I needn’t have worried.

Stunned, saddened, gutted… I do not have a pretty word to describe my very raw emotions after watching the first episode of Aakhri Station. It’s not like I have not read about such happenings, or don’t know that real life is way worse than what we see onscreen, but the way it all played out and the very matter-of-fact Manto-esque manner in which tension was gradually built up, the teeny tiny unsaid nuances, the old Lahore setting, the creepy doodh wala, the local karkhanas, the bazaars and galis, authenticity of interiors, camera work, colors, that flashing red light – all came together brilliantly. Well done all!

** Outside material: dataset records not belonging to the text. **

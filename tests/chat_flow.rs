//! End-to-end flows through the registry, hubs, and the in-memory gateway.

use std::sync::Arc;
use std::time::Duration;

use tokio::sync::mpsc;

use roomcast::common::time::SystemClock;
use roomcast::domain::OutboundFrame;
use roomcast::gateway::{InMemoryMessageStore, MessageStore, spawn_append_worker};
use roomcast::hub::{HubRegistry, SessionHandle};

fn wiring() -> (Arc<HubRegistry>, Arc<InMemoryMessageStore>) {
    let store = Arc::new(InMemoryMessageStore::new());
    let (appends, _worker) = spawn_append_worker(store.clone());
    (HubRegistry::new(appends, Arc::new(SystemClock)), store)
}

async fn recv_frame(rx: &mut mpsc::Receiver<String>) -> OutboundFrame {
    let raw = tokio::time::timeout(Duration::from_secs(1), rx.recv())
        .await
        .expect("timed out waiting for frame")
        .expect("outbound channel closed");
    serde_json::from_str(&raw).expect("broadcast frames are valid JSON")
}

/// Poll until the store holds `count` messages for the room.
async fn wait_for_appends(store: &InMemoryMessageStore, room: &str, count: usize) {
    for _ in 0..200 {
        if store.recent(room, usize::MAX).await.unwrap().len() == count {
            return;
        }
        tokio::time::sleep(Duration::from_millis(5)).await;
    }
    panic!("store never reached {count} message(s) for room '{room}'");
}

#[tokio::test]
async fn message_reaches_every_member_and_is_persisted_once() {
    // given: alice, bob, and carol in room "general"
    let (registry, store) = wiring();
    let (alice, mut alice_rx) = SessionHandle::new("alice".to_string(), 8);
    let (bob, mut bob_rx) = SessionHandle::new("bob".to_string(), 8);
    let (carol, mut carol_rx) = SessionHandle::new("carol".to_string(), 8);
    let hub = registry.join("general", alice).await.unwrap();
    registry.join("general", bob).await.unwrap();
    registry.join("general", carol).await.unwrap();

    // when: alice sends "hi"
    hub.publish("alice", "hi");

    // then: bob, carol, and alice (echo) each receive it exactly once
    for rx in [&mut alice_rx, &mut bob_rx, &mut carol_rx] {
        let frame = recv_frame(rx).await;
        assert_eq!(frame.room, "general");
        assert_eq!(frame.sender, "alice");
        assert_eq!(frame.body, "hi");
        assert!(!frame.timestamp.is_empty());
    }

    // and: the store received exactly one append with the same content
    wait_for_appends(&store, "general", 1).await;
    let stored = store.recent("general", 10).await.unwrap();
    assert_eq!(stored.len(), 1);
    assert_eq!(stored[0].sender, "alice");
    assert_eq!(stored[0].body, "hi");
}

#[tokio::test]
async fn stalled_member_is_disconnected_and_later_joiners_are_served() {
    // given: dave alone in "general" with a capacity-1 buffer and no reader
    let (registry, _store) = wiring();
    let (dave, mut dave_rx) = SessionHandle::new("dave".to_string(), 1);
    let hub = registry.join("general", dave).await.unwrap();

    // when: two rapid publishes overflow dave's buffer
    hub.publish("dave", "one");
    hub.publish("dave", "two");

    // then: dave's session is closed after the buffered frame
    let first = recv_frame(&mut dave_rx).await;
    assert_eq!(first.body, "one");
    let closed = tokio::time::timeout(Duration::from_secs(1), dave_rx.recv())
        .await
        .expect("expected the channel to close, not hang");
    assert!(closed.is_none());

    // and: erin joining afterwards receives subsequent messages normally
    let (erin, mut erin_rx) = SessionHandle::new("erin".to_string(), 8);
    let hub = registry.join("general", erin).await.unwrap();
    hub.publish("erin", "fresh start");
    assert_eq!(recv_frame(&mut erin_rx).await.body, "fresh start");
}

#[tokio::test]
async fn room_retires_when_last_member_leaves_and_rejoin_is_fresh() {
    // given: a single member in room "temp"
    let (registry, _store) = wiring();
    let (alice, _alice_rx) = SessionHandle::new("alice".to_string(), 8);
    let alice_id = alice.id;
    let hub = registry.join("temp", alice).await.unwrap();
    assert_eq!(registry.live_hub_count().await, 1);

    // when: the last member disconnects
    hub.unregister(alice_id);
    for _ in 0..200 {
        if registry.live_hub_count().await == 0 {
            break;
        }
        tokio::time::sleep(Duration::from_millis(5)).await;
    }
    assert_eq!(registry.live_hub_count().await, 0);

    // then: a subsequent join succeeds with a fresh, empty member set
    let (bob, mut bob_rx) = SessionHandle::new("bob".to_string(), 8);
    let hub = registry.join("temp", bob).await.unwrap();
    hub.publish("bob", "anyone here?");
    let frame = recv_frame(&mut bob_rx).await;
    assert_eq!(frame.body, "anyone here?");
    // Only bob receives it; no stale members survive retirement.
    assert_eq!(registry.live_hub_count().await, 1);
}

#[tokio::test]
async fn rooms_are_isolated_from_each_other() {
    // given: alice in "general" and bob in "random"
    let (registry, store) = wiring();
    let (alice, mut alice_rx) = SessionHandle::new("alice".to_string(), 8);
    let (bob, mut bob_rx) = SessionHandle::new("bob".to_string(), 8);
    let general = registry.join("general", alice).await.unwrap();
    registry.join("random", bob).await.unwrap();

    // when: a message is published in "general"
    general.publish("alice", "general only");

    // then: alice receives it and bob observes nothing
    assert_eq!(recv_frame(&mut alice_rx).await.body, "general only");
    let bob_got = tokio::time::timeout(Duration::from_millis(100), bob_rx.recv()).await;
    assert!(bob_got.is_err());

    // and: the store recorded it under "general" only
    wait_for_appends(&store, "general", 1).await;
    assert!(store.recent("random", 10).await.unwrap().is_empty());
}

#[tokio::test]
async fn history_is_ordered_and_newest_bounded() {
    // given: five messages accepted in order
    let (registry, store) = wiring();
    let (alice, mut alice_rx) = SessionHandle::new("alice".to_string(), 32);
    let hub = registry.join("general", alice).await.unwrap();
    for i in 1..=5 {
        hub.publish("alice", format!("msg {i}"));
    }
    for _ in 1..=5 {
        recv_frame(&mut alice_rx).await;
    }
    wait_for_appends(&store, "general", 5).await;

    // when: the three most recent are requested
    let recent = store.recent("general", 3).await.unwrap();

    // then: newest-bounded, oldest first, persistence order == publish order
    let bodies: Vec<&str> = recent.iter().map(|m| m.body.as_str()).collect();
    assert_eq!(bodies, vec!["msg 3", "msg 4", "msg 5"]);
}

But let me begin from the begining.

Jointly co-produced by Kashf Foundation and Khoosat Films, Aakhri Station is a seven episode mini-series, where each individual’s story forms a link in a larger narrative chain. Written by Amna Mufti the overall framing harks back to that of Anita Nair’s Ladies Coupe, where a ladies’ only compartment serves as a perfect setting for women of diverse backgrounds to come together  and swap their life stories. But that’s where the similarities end. The stories here are very different and if Yasmin’s story is any indication then we are in for quite the [train] ride.

Tehmina starts off the story when she gets on the train from Lahore Station. Once she finds her reserved seat in the ladies’ compartment she introduces herself to her humsafars. The value of setting the story in a train compartment is that it cuts across social, economic and cultural barriers to a large extent and Tehmina’s fellow travelers’ clothes, accents and attitudes all reflect that diversity; introducing a transgender person into this very contained setting adds yet another interesting dynamic. Tehmina’s determined friendliness and Gul Mina’s lovely smile make for an intriguing contrast with the taciturn reluctance of the other two passengers.

And then enters Yasmin with her daughter Mano.

We’ve all seen 10001 stories of mazloom biwis with wastrel husbands and in-laws who despite knowing their son is at fault will still defend him till the day they die, and Yasmin’s life is not very different. She begins her story at the point where she can’t even get milk for her daughter and her husband for all his promises gambles away her very last memory from her mother. What happens next is what makes this one special. In a bold move team Aakhri Station dares to push the envelope and delves deeper into the darker side of the human psyche and shows us in stark terms what happens when the boundary between right and wrong is blurred, when humanity is replaced by bestiality.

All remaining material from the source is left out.